-
Notifications
You must be signed in to change notification settings - Fork 1
Home
This is a class designed for those that want to use LaTeX to publish material on the internet. As it becomes more common to publish material via some content-management system, so it becomes rarer to generate (X)HTML documents directly and content for the web is usually written in some limited markup language. This class is designed to make it possible to author material for such systems using the facility of LaTeX.
It is important at the outset to know what this class is designed for and the easiest way to do that is to explain what it is not for. It is not intended as a way to take an already authored LaTeX document and convert it into a format suitable for putting on the internet. It is also not intended as a "plugin" for a content-management system so that authors can use LaTeX as the input format for their blog, forum, wiki, or whatever.

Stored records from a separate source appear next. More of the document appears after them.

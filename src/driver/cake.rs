use super::{Driver, FrontController};
use crate::context::{RequestContext, PHP_SELF};
use crate::paths::{append, exists, is_actual_file};
use std::path::{Path, PathBuf};

/// CakePHP: `bin/cake` console and a `webroot/` document root.
#[derive(Debug, Default, Clone, Copy)]
pub struct CakeDriver;

impl Driver for CakeDriver {
    fn name(&self) -> &str {
        "cake"
    }

    fn serves(&self, site: &Path, _site_name: &str, _uri: &str) -> bool {
        exists(&site.join("bin/cake"))
    }

    fn is_static_file(&self, site: &Path, _site_name: &str, uri: &str, _ctx: &RequestContext) -> Option<PathBuf> {
        let file = append(&site.join("webroot"), uri);
        is_actual_file(&file).then_some(file)
    }

    fn front_controller_path(
        &self,
        site: &Path,
        _site_name: &str,
        _uri: &str,
        ctx: &mut RequestContext,
    ) -> Option<FrontController> {
        let webroot = site.join("webroot");
        let script = webroot.join("index.php");
        ctx.set_script(&script, &webroot);
        ctx.set_server(PHP_SELF, "/index.php");
        Some(FrontController::Script(script))
    }
}

#[cfg(test)]
mod tests {
    use super::super::testing::{front, site_with, static_file};
    use super::*;
    use crate::context::{DOCUMENT_ROOT, SCRIPT_NAME};

    #[test]
    fn test_cake_webroot() {
        let site = site_with(&["bin/cake", "webroot/index.php", "webroot/css/cake.css"]);

        assert!(CakeDriver.serves(site.path(), "c", "/"));
        assert_eq!(
            static_file(&CakeDriver, site.path(), "/css/cake.css"),
            Some(site.path().join("webroot/css/cake.css"))
        );

        let (front_controller, ctx) = front(&CakeDriver, site.path(), "/articles/view/1");
        assert_eq!(
            front_controller,
            Some(FrontController::Script(site.path().join("webroot/index.php")))
        );
        assert_eq!(ctx.server(SCRIPT_NAME), Some("/index.php"));
        assert_eq!(ctx.server(PHP_SELF), Some("/index.php"));
        assert_eq!(ctx.server(DOCUMENT_ROOT), Some(site.path().join("webroot").to_str().unwrap()));
    }
}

The first of these is both impossible and undesirable. It is impossible for the following simple reason. Because TeX controls the whole process of creating its output, it can do some amazing things. A web document, on the other hand, is extremely malleable and the reader can transform it considerably; therefore, not everything that TeX can do can be (easily) done on the web. It is, via a considerable amount of trickery, to get quite close but only at the expense of this malleability. And this flexibility is a good thing as it allows the reader to make the document as easy for them to access as they can. This is why it is undesirable to support absolutely everything that LaTeX can do.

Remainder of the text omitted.